Reputation: 619
I've been struggling with this for two days straight with my poor knowledge with C++. What I need to do is parsing sequences of messages using protobuf C++ API from a big file, a file that may contain millions of such messages. Reading straight from the file is easy, as I can always just do "ReadVarInt32" to get the size and then do ParseFromCodedStream with the limit pushed on CodedInputStream, as described in this post. However, the I/O level API I am working with (libuv actually) requires a fixed sized of buffer being allocated for every read callback action. Apparently that block size has nothing to do with the message size I am reading out.
This makes my life hard. Basically everytime I read from the file and fill in the fixed-sized buffer (say 16K), that buffer would probably contain hundreds of complete protobuf messages, but the last chunk of that buffer would likely be an incomplete message. So I thought, okay what I should do is attempt reading as many messages as I can, and at the end, extract the last chunk and attach it to the beginning of the next 16K buffer I read out, keep going until I reach EOF of the file. I use ReadVarInt32() to get the size, and then compare that number with the rest of the buffer size, if the message size is smaller, keeps reading.
There is this API called GetDirectBufferPointer, so that I attempt to use this to record the pointer position before I even read out the next message's size. However I suspect due to endianness weirdness, if I just extract the rest of the byte array from where pointer starts and attaches to the next chunk, Parse won't succeed and in fact the first several bytes (8 I think) just completely messed up.

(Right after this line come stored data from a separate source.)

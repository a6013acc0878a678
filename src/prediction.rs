//! Per-race prediction pipeline: factors, weighted total, features, model
//! probability, combined score and final ranking.

use std::cmp::Ordering;
use std::collections::HashMap;

use anyhow::Result;
use ndarray::Array2;
use tracing::debug;

use crate::constants::MAX_PAST_RESULTS_PER_HORSE;
use crate::factors::{self, FactorContext, FactorScores};
use crate::features::{self, RawEntryData, NUM_FEATURES};
use crate::ml::Predictor;
use crate::score::FactorWeights;
use crate::storage::{HorseSource, PastResultsSource};
use crate::types::{Horse, PastPerformance, RaceEntry, ShutubaData};

/// Prediction for one horse in one race.
#[derive(Debug, Clone)]
pub struct PredictionResult {
    pub horse_number: u32,
    pub horse_name: String,
    pub horse_id: String,
    pub ml_probability: f64,
    pub factor_scores: FactorScores,
    pub total_score: Option<f64>,
    pub combined_score: Option<f64>,
    pub rank: u32,
}

/// Geometric mean of the normalized model probability and the factor total.
///
/// With no model signal in the race (`max_ml` 0) the combined score is the
/// factor total; a missing total stays missing.
pub fn combined_score(ml: f64, max_ml: f64, total_score: Option<f64>) -> Option<f64> {
    let total = total_score?;
    if max_ml <= 0.0 {
        return Some(total);
    }
    let normalized_ml = ml / max_ml * 100.0;
    Some((normalized_ml * total).sqrt())
}

/// Runs the prediction pipeline over a race card.
pub struct PredictionService<'a, R> {
    repo: &'a R,
    predictor: Option<&'a Predictor>,
    weights: FactorWeights,
    max_past_results: usize,
}

impl<'a, R> PredictionService<'a, R>
where
    R: PastResultsSource + HorseSource,
{
    pub fn new(repo: &'a R) -> Self {
        PredictionService {
            repo,
            predictor: None,
            weights: FactorWeights::default(),
            max_past_results: MAX_PAST_RESULTS_PER_HORSE,
        }
    }

    pub fn with_predictor(mut self, predictor: Option<&'a Predictor>) -> Self {
        self.predictor = predictor;
        self
    }

    pub fn with_weights(mut self, weights: FactorWeights) -> Self {
        self.weights = weights;
        self
    }

    pub fn with_max_past_results(mut self, limit: usize) -> Self {
        self.max_past_results = limit;
        self
    }

    /// Predict a race card, fetching histories and horse masters from the
    /// repository. Past results are cut off strictly before the race date.
    pub fn predict_race(&self, shutuba: &ShutubaData) -> Result<Vec<PredictionResult>> {
        let horse_ids: Vec<String> = shutuba
            .entries
            .iter()
            .map(|e| e.horse_id.clone())
            .collect();

        let mut past_map = HashMap::with_capacity(horse_ids.len());
        for horse_id in &horse_ids {
            let past = self
                .repo
                .past_results(horse_id, shutuba.date, self.max_past_results)?;
            past_map.insert(horse_id.clone(), past);
        }
        let horses = self.repo.horses_batch(&horse_ids)?;

        Ok(self.predict_prepared(shutuba, &past_map, &horses))
    }

    /// Predict with histories and horse masters already in hand (the batched
    /// path used by backtest and simulation).
    pub fn predict_prepared(
        &self,
        shutuba: &ShutubaData,
        past_map: &HashMap<String, Vec<PastPerformance>>,
        horses: &HashMap<String, Horse>,
    ) -> Vec<PredictionResult> {
        let field_size = shutuba.entries.len() as u32;
        static EMPTY: Vec<PastPerformance> = Vec::new();

        let mut predictions = Vec::with_capacity(shutuba.entries.len());
        let mut feature_rows: Vec<[f32; NUM_FEATURES]> = Vec::new();

        for entry in &shutuba.entries {
            let past = past_map.get(&entry.horse_id).unwrap_or(&EMPTY);
            let horse = horses.get(&entry.horse_id);

            let ctx = entry_context(shutuba, entry, horse, field_size);
            let scores = factors::calculate_all(past, &ctx);
            let total_score = self.weights.weighted_total(&scores);

            if self.predictor.is_some() {
                let stats = features::past_stats(past, shutuba.date);
                let raw = RawEntryData {
                    odds: entry.odds,
                    popularity: entry.popularity,
                    weight: entry.weight,
                    weight_diff: entry.weight_diff,
                    age: entry.age,
                    impost: Some(entry.impost),
                    horse_number: entry.horse_number,
                    field_size,
                };
                feature_rows.push(features::build_features(&scores, &raw, &stats));
            }

            predictions.push(PredictionResult {
                horse_number: entry.horse_number,
                horse_name: entry.horse_name.clone(),
                horse_id: entry.horse_id.clone(),
                ml_probability: 0.0,
                factor_scores: scores,
                total_score,
                combined_score: None,
                rank: 0,
            });
        }

        if let Some(predictor) = self.predictor {
            if !feature_rows.is_empty() {
                let mut matrix = Array2::<f32>::zeros((feature_rows.len(), NUM_FEATURES));
                for (i, row) in feature_rows.iter().enumerate() {
                    for (j, value) in row.iter().enumerate() {
                        matrix[[i, j]] = *value;
                    }
                }
                let probs = predictor.predict_probabilities(&matrix);
                for (prediction, prob) in predictions.iter_mut().zip(probs) {
                    prediction.ml_probability = prob;
                }
            }
        } else {
            debug!(race_id = %shutuba.race_id, "no model loaded, factor-only prediction");
        }

        let max_ml = predictions
            .iter()
            .map(|p| p.ml_probability)
            .fold(0.0, f64::max);
        for prediction in &mut predictions {
            prediction.combined_score =
                combined_score(prediction.ml_probability, max_ml, prediction.total_score);
        }

        rank_predictions(&mut predictions);
        predictions
    }
}

fn entry_context(
    shutuba: &ShutubaData,
    entry: &RaceEntry,
    horse: Option<&Horse>,
    field_size: u32,
) -> FactorContext {
    FactorContext {
        surface: Some(shutuba.surface),
        distance: Some(shutuba.distance),
        track_condition: shutuba.track_condition,
        venue: shutuba.venue.clone(),
        sire: horse.and_then(|h| h.sire.clone()),
        dam_sire: horse.and_then(|h| h.dam_sire.clone()),
        odds: entry.odds,
        popularity: entry.popularity,
        field_size,
        style_rates: None,
    }
}

/// Sort by combined score descending; ties resolve to the higher model
/// probability, then the lower horse number. Assigns 1-based ranks.
fn rank_predictions(predictions: &mut [PredictionResult]) {
    predictions.sort_by(|a, b| {
        let by_combined = match (a.combined_score, b.combined_score) {
            (Some(x), Some(y)) => y.partial_cmp(&x).unwrap_or(Ordering::Equal),
            (Some(_), None) => Ordering::Less,
            (None, Some(_)) => Ordering::Greater,
            (None, None) => Ordering::Equal,
        };
        by_combined
            .then_with(|| {
                b.ml_probability
                    .partial_cmp(&a.ml_probability)
                    .unwrap_or(Ordering::Equal)
            })
            .then_with(|| a.horse_number.cmp(&b.horse_number))
    });

    for (i, prediction) in predictions.iter_mut().enumerate() {
        prediction.rank = (i + 1) as u32;
    }
}

#[cfg(test)]
mod tests {
    use super::*;
    use crate::types::{Surface, TrackCondition};
    use chrono::NaiveDate;

    /// In-memory repository double.
    struct FakeRepo {
        past: HashMap<String, Vec<PastPerformance>>,
        horses: HashMap<String, Horse>,
    }

    impl PastResultsSource for FakeRepo {
        fn past_results(
            &self,
            horse_id: &str,
            before: NaiveDate,
            limit: usize,
        ) -> Result<Vec<PastPerformance>> {
            Ok(self
                .past
                .get(horse_id)
                .map(|rows| {
                    rows.iter()
                        .filter(|r| r.race_date < before)
                        .take(limit)
                        .cloned()
                        .collect()
                })
                .unwrap_or_default())
        }
    }

    impl HorseSource for FakeRepo {
        fn horses_batch(&self, horse_ids: &[String]) -> Result<HashMap<String, Horse>> {
            Ok(horse_ids
                .iter()
                .filter_map(|id| self.horses.get(id).cloned().map(|h| (id.clone(), h)))
                .collect())
        }
    }

    fn date(y: i32, m: u32, d: u32) -> NaiveDate {
        NaiveDate::from_ymd_opt(y, m, d).unwrap()
    }

    fn entry(horse_id: &str, number: u32) -> RaceEntry {
        RaceEntry {
            horse_id: horse_id.to_string(),
            horse_name: format!("馬{number}"),
            horse_number: number,
            bracket_number: (number + 1) / 2,
            jockey_id: format!("j{number}"),
            jockey_name: format!("騎手{number}"),
            impost: 57.0,
            sex: None,
            age: Some(4),
            odds: None,
            popularity: None,
            weight: None,
            weight_diff: None,
        }
    }

    fn shutuba(entries: Vec<RaceEntry>) -> ShutubaData {
        ShutubaData {
            race_id: "202605021105".to_string(),
            race_name: "テストステークス".to_string(),
            race_number: 11,
            venue: "東京".to_string(),
            distance: 2000,
            surface: Surface::Turf,
            track_condition: TrackCondition::Good,
            date: date(2026, 5, 10),
            entries,
        }
    }

    fn past_run(days_before: i64, position: u32) -> PastPerformance {
        PastPerformance {
            race_id: "202604010101".to_string(),
            race_date: date(2026, 5, 10) - chrono::Duration::days(days_before),
            venue: "東京".to_string(),
            surface: Surface::Turf,
            distance: 2000,
            track_condition: TrackCondition::Good,
            finish_position: position,
            field_size: 10,
            finish_time: Some(120.0),
            last_3f: Some(34.0),
            odds: None,
            popularity: None,
            passing_order: Some("2-2-2-2".to_string()),
        }
    }

    #[test]
    fn test_combined_score_geometric_mean() {
        // normalized ml = 0.2/0.4*100 = 50; sqrt(50 * 72) = 60
        let combined = combined_score(0.2, 0.4, Some(72.0)).unwrap();
        assert!((combined - 60.0).abs() < 1e-9);
    }

    #[test]
    fn test_combined_score_without_model_is_total() {
        assert_eq!(combined_score(0.0, 0.0, Some(64.0)), Some(64.0));
    }

    #[test]
    fn test_combined_score_missing_total_is_missing() {
        assert_eq!(combined_score(0.5, 0.5, None), None);
    }

    #[test]
    fn test_factor_only_prediction_ranks_by_total() {
        let mut past = HashMap::new();
        // horse a: recent winner; horse b: tail-ender
        past.insert("a".to_string(), vec![past_run(30, 1), past_run(60, 1)]);
        past.insert("b".to_string(), vec![past_run(30, 9), past_run(60, 10)]);
        let repo = FakeRepo {
            past,
            horses: HashMap::new(),
        };

        let service = PredictionService::new(&repo);
        let results = service
            .predict_race(&shutuba(vec![entry("a", 1), entry("b", 2)]))
            .unwrap();

        assert_eq!(results[0].horse_id, "a");
        assert_eq!(results[0].rank, 1);
        assert_eq!(results[1].rank, 2);
        assert!(results[0].combined_score.unwrap() > results[1].combined_score.unwrap());
        // without a model the combined score equals the factor total
        assert_eq!(results[0].combined_score, results[0].total_score);
    }

    #[test]
    fn test_empty_history_yields_missing_scores_not_failure() {
        let repo = FakeRepo {
            past: HashMap::new(),
            horses: HashMap::new(),
        };
        let service = PredictionService::new(&repo);
        let results = service
            .predict_race(&shutuba(vec![entry("a", 1), entry("b", 2)]))
            .unwrap();

        assert_eq!(results.len(), 2);
        for result in &results {
            assert!(result.factor_scores.all_missing());
            assert_eq!(result.total_score, None);
            assert_eq!(result.combined_score, None);
            assert_eq!(result.ml_probability, 0.0);
        }
        // missing combined scores fall back to horse-number order
        assert_eq!(results[0].horse_number, 1);
    }

    #[test]
    fn test_tie_breaks_by_lower_horse_number() {
        let mut past = HashMap::new();
        past.insert("a".to_string(), vec![past_run(30, 2)]);
        past.insert("b".to_string(), vec![past_run(30, 2)]);
        let repo = FakeRepo {
            past,
            horses: HashMap::new(),
        };
        let service = PredictionService::new(&repo);

        // identical history, identical scores: horse 3 vs horse 7
        let results = service
            .predict_race(&shutuba(vec![entry("b", 7), entry("a", 3)]))
            .unwrap();
        assert_eq!(results[0].horse_number, 3);
        assert_eq!(results[1].horse_number, 7);
    }

    #[test]
    fn test_leak_free_cutoff_applies() {
        let mut past = HashMap::new();
        // one run ON the race date must be invisible
        past.insert("a".to_string(), vec![past_run(0, 1)]);
        let repo = FakeRepo {
            past,
            horses: HashMap::new(),
        };
        let service = PredictionService::new(&repo);
        let results = service.predict_race(&shutuba(vec![entry("a", 1)])).unwrap();
        assert!(results[0].factor_scores.all_missing());
    }

    #[test]
    fn test_pedigree_context_flows_from_horse_master() {
        let mut horses = HashMap::new();
        horses.insert(
            "a".to_string(),
            Horse {
                id: "a".to_string(),
                name: "馬1".to_string(),
                sex: None,
                birth_year: Some(2022),
                sire: Some("サンデーサイレンス".to_string()),
                dam_sire: Some("ストームキャット".to_string()),
            },
        );
        let repo = FakeRepo {
            past: HashMap::new(),
            horses,
        };
        let service = PredictionService::new(&repo);
        let results = service.predict_race(&shutuba(vec![entry("a", 1)])).unwrap();

        // 2000 m turf good: 0.7*1.0 + 0.3*0.6 = 0.88 distance, 1.0 track -> 94.0
        let pedigree = results[0].factor_scores.pedigree.unwrap();
        assert!((pedigree - 94.0).abs() < 1e-9);
    }
}
use std::{io, mem};
use std::pin::Pin;
use std::task::{Context, Poll};

use axum::response::{IntoResponse, Response};
use bytes::{Bytes, BytesMut};
use futures::Stream;
use http_body::{Body, Frame, SizeHint};
use pin_project::pin_project;
use tokio::io::ReadBuf;
use tracing::{info, warn, Span};

use crate::tracker::{now_ns, Delivered, RangeSlot, TransferTracker};
use crate::RangeBody;

const IO_BUFFER_SIZE: usize = 64 * 1024;

/// Reports the outcome of one range transfer to the [`TransferTracker`].
///
/// The report is made exactly once: when the interval has been read in full,
/// when reading fails, or when the body is dropped before either happened,
/// which is how the transport signals that the client went away.
#[derive(Debug)]
pub struct Delivery {
    tracker: TransferTracker,
    id: String,
    slot: RangeSlot,
    expected: u64,
    sent: u64,
    settled: bool,
    body_expected: bool,
    span: Span,
}

impl Delivery {
    pub fn new(
        tracker: TransferTracker,
        id: String,
        slot: RangeSlot,
        expected: u64,
        span: Span,
    ) -> Self {
        Delivery { tracker, id, slot, expected, sent: 0, settled: false, body_expected: true, span }
    }

    /// The response carries headers only (`HEAD`), so dropping the body
    /// unread is not a cancellation.
    pub fn without_body(mut self) -> Self {
        self.body_expected = false;
        self
    }

    fn settle(&mut self, client_cancelled: bool) {
        if mem::replace(&mut self.settled, true) {
            return;
        }
        let _enter = self.span.enter();

        let (expected, sent) = (self.expected, self.sent);
        if sent == expected {
            info!("[END: ok] expected bytes to return={expected}, actual copied={sent}");
        } else {
            info!(
                "[END: partial/cancel] expected bytes to return={expected}, actual copied={sent}"
            );
        }
        if client_cancelled {
            info!("client cancelled");
        }

        self.tracker.finalize(&self.id, self.slot, Delivered {
            returned_bytes: self.sent,
            end_time_ns: now_ns(),
            client_cancelled,
        });
    }

    fn fail(&mut self, err: &io::Error) {
        self.span.in_scope(|| warn!("copy error: {err}"));
        self.settle(false);
    }
}

impl Drop for Delivery {
    fn drop(&mut self) {
        let cancelled = self.body_expected && self.sent < self.expected;
        self.settle(cancelled);
    }
}

/// Response body stream over an interval of a [`RangeBody`] whose read
/// cursor is already positioned at the start of the interval.
/// Implements [`Stream`], [`Body`], and [`IntoResponse`].
#[pin_project]
pub struct RangedStream<B> {
    state: StreamState,
    remaining: u64,
    delivery: Delivery,
    #[pin]
    body: B,
}

impl<B: RangeBody + Send + 'static> RangedStream<B> {
    pub fn new(body: B, length: u64, delivery: Delivery) -> Self {
        RangedStream {
            state: StreamState::Reading { buffer: allocate_buffer() },
            remaining: length,
            delivery,
            body,
        }
    }
}

#[derive(Debug)]
enum StreamState {
    Reading { buffer: BytesMut },
    Done,
}

impl<B: RangeBody + Send + 'static> IntoResponse for RangedStream<B> {
    fn into_response(self) -> Response {
        Response::new(axum::body::Body::new(self))
    }
}

impl<B: RangeBody> Body for RangedStream<B> {
    type Data = Bytes;
    type Error = io::Error;

    fn size_hint(&self) -> SizeHint {
        SizeHint::with_exact(self.remaining)
    }

    fn poll_frame(self: Pin<&mut Self>, cx: &mut Context<'_>)
        -> Poll<Option<io::Result<Frame<Bytes>>>>
    {
        self.poll_next(cx).map(|item| item.map(|result| result.map(Frame::data)))
    }
}

impl<B: RangeBody> Stream for RangedStream<B> {
    type Item = io::Result<Bytes>;

    fn poll_next(
        self: Pin<&mut Self>,
        cx: &mut Context<'_>
    ) -> Poll<Option<io::Result<Bytes>>> {
        let this = self.project();

        let StreamState::Reading { buffer } = this.state else {
            return Poll::Ready(None);
        };

        if *this.remaining == 0 {
            *this.state = StreamState::Done;
            this.delivery.settle(false);
            return Poll::Ready(None);
        }

        let uninit = buffer.spare_capacity_mut();

        // calculate max number of bytes to read in this iteration, the
        // smaller of the buffer size and the number of bytes remaining
        let nbytes = std::cmp::min(
            uninit.len(),
            usize::try_from(*this.remaining).unwrap_or(usize::MAX),
        );

        let mut read_buf = ReadBuf::uninit(&mut uninit[0..nbytes]);

        match this.body.poll_read(cx, &mut read_buf) {
            Poll::Pending => Poll::Pending,
            Poll::Ready(Err(e)) => {
                *this.state = StreamState::Done;
                this.delivery.fail(&e);
                Poll::Ready(Some(Err(e)))
            }
            Poll::Ready(Ok(())) => {
                match read_buf.filled().len() {
                    0 => {
                        // file shrank underneath us, deliver what we have
                        *this.state = StreamState::Done;
                        this.delivery.settle(false);
                        Poll::Ready(None)
                    }
                    n => {
                        // SAFETY: poll_read has filled the buffer with `n`
                        // additional bytes. `buffer.len` should always be
                        // 0 here, but include it for rigorous correctness
                        unsafe { buffer.set_len(buffer.len() + n); }

                        // replace state buffer and take this one to return
                        let chunk = mem::replace(buffer, allocate_buffer());

                        // n cannot be larger than remaining due to the
                        // cmp::min above
                        let n = n as u64;
                        *this.remaining -= n;
                        this.delivery.sent += n;

                        if *this.remaining == 0 {
                            this.delivery.settle(false);
                        }

                        Poll::Ready(Some(Ok(chunk.freeze())))
                    }
                }
            }
        }
    }
}

fn allocate_buffer() -> BytesMut {
    BytesMut::with_capacity(IO_BUFFER_SIZE)
}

Alternatively, if I do codedStream.ReadRaw() and writes the residual stream into the buffer and then attaches to the head of the new chunk, the data won't get corrupted. But the problem is this time I will lose the "size" byte information as it has already been "read" in "ReadVarInt32"! And even if I just go ahead and remember the size information I read last time and directly call in next iteration message.ParseFromCodedStream(), it ended up reading one less byte, and some part even got corrupted and cannot restore the object successfully.
std::vector<char> mCheckBuffer;
std::vector<char> mResidueBuffer;
char bResidueBuffer[READ_BUFFER_SIZE];
char temp[READ_BUFFER_SIZE];
google::protobuf::uint32 size;
//"in" is the file input stream
while (in.good()) {
in.read(mReadBuffer.data(), READ_BUFFER_SIZE);
mCheckBuffer.clear();
//merge the last remaining chunk that contains incomplete message with
//the new data chunk I got out from buffer. Excuse my terrible C++ foo
std::merge(mResidueBuffer.begin(), mResidueBuffer.end(),
mReadBuffer.begin(), mReadBuffer.end(), std::back_inserter(mCheckBuffer));
//Treat the new merged buffer array as the new CIS
google::protobuf::io::ArrayInputStream ais(&mCheckBuffer[0],
mCheckBuffer.size());
google::protobuf::io::CodedInputStream cis(&ais);
//Record the pointer location on CIS in bResidueBuffer
cis.GetDirectBufferPointer((const void**)&bResidueBuffer,
&bResidueBufSize);
//No size information, probably first time or last iteration
//coincidentally read a complete message out. Otherwise I simply
//skip reading size again as I've already populated that from last
//iteration when I got an incomplete message
if(size == 0) {
cis.ReadVarint32(&size);
}
//Have to read this again to get remaining buffer size
cis.GetDirectBufferPointer((const void**)&temp, &mResidueBufSize);
//Compare the next message size with how much left in the buffer, if
//message size is smaller, I know I can read at least one more message
//out, keep reading until I run out of buffer, or, it's the end of message
//and my buffer just allocated larger so size should be 0
while (size <= mResidueBufSize && size != 0) {
//If this cis I constructed didn't have the size info at the beginning,
//and I just read straight from it hoping to get the message out from
//the "size" I got from last iteration, it simply doesn't work
//(read one less byte in fact, and some part of the message corrupted)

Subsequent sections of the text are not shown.